As was typical for such a meeting, in attendance were the CEO, CFO, general counsel, and the VP’s and GM’s of the handful of divisions that operated under the CEO's umbrella, including of course the VP/GM of the product division, Tom, the man I reported to, and the one friendly face I counted on in these situations. Up went the summary slide, not too much detail, just enough to convey the discipline that went into the analysis, with a 39% IRR figure highlighted in bold, underlined and surrounded by an even bolder box outline. Easily exceeding the company's 20% after-tax hurdle rate, I was not expecting very much conversation regarding this decision at all, but I had not counted on Tom’s new-found skepticism that day.
“What is this?”, he boomed. “Why should I believe this number?” “What makes this number any better than all the others that have come through this room before and failed miserably?” “I’m not approving another product investment until somebody can tell me whether or not I should trust this number!”
Whew. Not sure where that came from. Whether it was due to a bad hair day or a bad piece of meat or the phase of the moon I’ll never know, but nonetheless, Tom was right. Year after year the executive committee had approved similar investments, all presented with exactly the same financial detail calculated to three significant digits, and all had come up short in delivery, revenue, costs, margins and/or market share. To tell the truth (after I’d caught my breath), I could see how this 39% looked just like all the other investment BS that had passed before.
What Tom was asking, of course, was the “How Certain” question. He was no longer going to be satisfied with just the numbers, he wanted to be able to evaluate the risk associated with them.
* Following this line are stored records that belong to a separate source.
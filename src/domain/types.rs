use serde::Deserialize;

use crate::config::constant::{DEPOT, NUM_VEHICLES};
use crate::domain::error::RouteError;

#[derive(Debug, Clone, Copy, PartialEq, Deserialize)]
pub struct Coordinate {
    pub lat: f64,
    pub lon: f64,
}

impl Coordinate {
    pub fn new(lat: f64, lon: f64) -> Self {
        Self { lat, lon }
    }
}

impl From<(f64, f64)> for Coordinate {
    fn from((lat, lon): (f64, f64)) -> Self {
        Self { lat, lon }
    }
}

/// A named collection point. The first location of a run is the depot.
#[derive(Debug, Clone, PartialEq)]
pub struct Location {
    pub name: String,
    pub coordinate: Coordinate,
}

/// Square, symmetric matrix of integer arc costs (meters).
#[derive(Debug, Clone, PartialEq, Eq)]
pub struct DistanceMatrix {
    rows: Vec<Vec<u64>>,
}

impl DistanceMatrix {
    /// Wraps rows produced by the haversine builder, which are square and symmetric by construction.
    pub(crate) fn from_trusted_rows(rows: Vec<Vec<u64>>) -> Self {
        Self { rows }
    }

    /// Validates and wraps externally supplied rows.
    pub fn from_rows(rows: Vec<Vec<u64>>) -> Result<Self, RouteError> {
        let n = rows.len();
        for (i, row) in rows.iter().enumerate() {
            if row.len() != n {
                return Err(RouteError::InvalidMatrix(format!(
                    "row {} has {} entries, expected {}",
                    i,
                    row.len(),
                    n
                )));
            }
            if row[i] != 0 {
                return Err(RouteError::InvalidMatrix(format!(
                    "diagonal entry ({}, {}) is {}",
                    i, i, row[i]
                )));
            }
        }
        for i in 0..n {
            for j in (i + 1)..n {
                if rows[i][j] != rows[j][i] {
                    return Err(RouteError::InvalidMatrix(format!(
                        "entries ({}, {}) and ({}, {}) differ",
                        i, j, j, i
                    )));
                }
            }
        }
        Ok(Self { rows })
    }

    pub fn len(&self) -> usize {
        self.rows.len()
    }

    pub fn is_empty(&self) -> bool {
        self.rows.is_empty()
    }

    #[inline]
    pub fn get(&self, from: usize, to: usize) -> u64 {
        self.rows[from][to]
    }

    pub fn rows(&self) -> &[Vec<u64>] {
        &self.rows
    }
}

/// Single vehicle, single depot problem over a distance matrix.
#[derive(Debug, Clone)]
pub struct RoutingProblem {
    pub matrix: DistanceMatrix,
    pub depot: usize,
    pub num_vehicles: usize,
}

impl RoutingProblem {
    pub fn new(matrix: DistanceMatrix) -> Self {
        Self {
            matrix,
            depot: DEPOT,
            num_vehicles: NUM_VEHICLES,
        }
    }

    pub fn num_locations(&self) -> usize {
        self.matrix.len()
    }
}

/// Successor links produced by the solver.
///
/// Indices `0..n` are locations, index `n` is the vehicle end marker which stands
/// for the return to the depot.
#[derive(Debug, Clone, PartialEq, Eq)]
pub struct Assignment {
    depot: usize,
    next: Vec<usize>,
}

impl Assignment {
    /// Links a visiting order (depot first, no trailing depot) into successor form.
    pub fn from_order(order: &[usize], num_locations: usize, depot: usize) -> Self {
        let end = num_locations;
        let mut next = vec![end; num_locations + 1];
        for pair in order.windows(2) {
            next[pair[0]] = pair[1];
        }
        if let Some(&last) = order.last() {
            next[last] = end;
        }
        Self { depot, next }
    }

    pub fn start(&self) -> usize {
        self.depot
    }

    pub fn end(&self) -> usize {
        self.next.len() - 1
    }

    pub fn is_end(&self, index: usize) -> bool {
        index == self.end()
    }

    pub fn next(&self, index: usize) -> usize {
        self.next[index]
    }

    pub fn index_to_node(&self, index: usize) -> usize {
        if self.is_end(index) {
            self.depot
        } else {
            index
        }
    }
}

/// Depot-first visiting order, each location exactly once.
#[derive(Debug, Clone, PartialEq, Eq)]
pub struct Route {
    pub order: Vec<usize>,
    /// Closed tour cost, including the return arc to the depot.
    pub distance: u64,
}

/// One entry of the ordered stop list handed to a presenter.
#[derive(Debug, Clone, PartialEq)]
pub struct Stop {
    pub position: usize,
    pub name: String,
    pub coordinate: Coordinate,
}

#[cfg(test)]
mod tests {
    use super::*;

    #[test]
    fn from_rows_rejects_bad_shapes() {
        assert!(matches!(
            DistanceMatrix::from_rows(vec![vec![0, 1], vec![1]]),
            Err(RouteError::InvalidMatrix(_))
        ));
        assert!(matches!(
            DistanceMatrix::from_rows(vec![vec![3, 1], vec![1, 0]]),
            Err(RouteError::InvalidMatrix(_))
        ));
        assert!(matches!(
            DistanceMatrix::from_rows(vec![vec![0, 1], vec![2, 0]]),
            Err(RouteError::InvalidMatrix(_))
        ));
    }

    #[test]
    fn assignment_links_order_to_end_marker() {
        let assignment = Assignment::from_order(&[0, 2, 1], 3, 0);
        assert_eq!(assignment.start(), 0);
        assert_eq!(assignment.next(0), 2);
        assert_eq!(assignment.next(2), 1);
        assert!(assignment.is_end(assignment.next(1)));
        assert_eq!(assignment.index_to_node(assignment.end()), 0);
    }
}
Trust was what he was looking for, trust that comes from confidence, or confidence intervals.
Picture that 39% sitting atop a hill. Visually, what Tom wanted to understand in all its aspects, was the shape of that hill. Was it a gently sloping hill in a pasture setting, where high winds, strong storms or even a slight earth trembler would only bring it down to 34%, or maybe 27%, or at worst case, 22%. Or, was it sitting atop a K2-like pinnacle, where the slightest action could cause it to crash down the mountain slope, well past the 20% hurdle rate, down into single digits or even into negative territory.
I knew what he wanted, of course, but couldn’t answer him at the time. The answer, however, was not the primary issue. The QUESTION was now paramount, and would drive my business management approach for the remainder of my career. I had read “Competing on Value” and knew that if I could answer the “How Certain” question I could revolutionize the way business decisions were made within the company.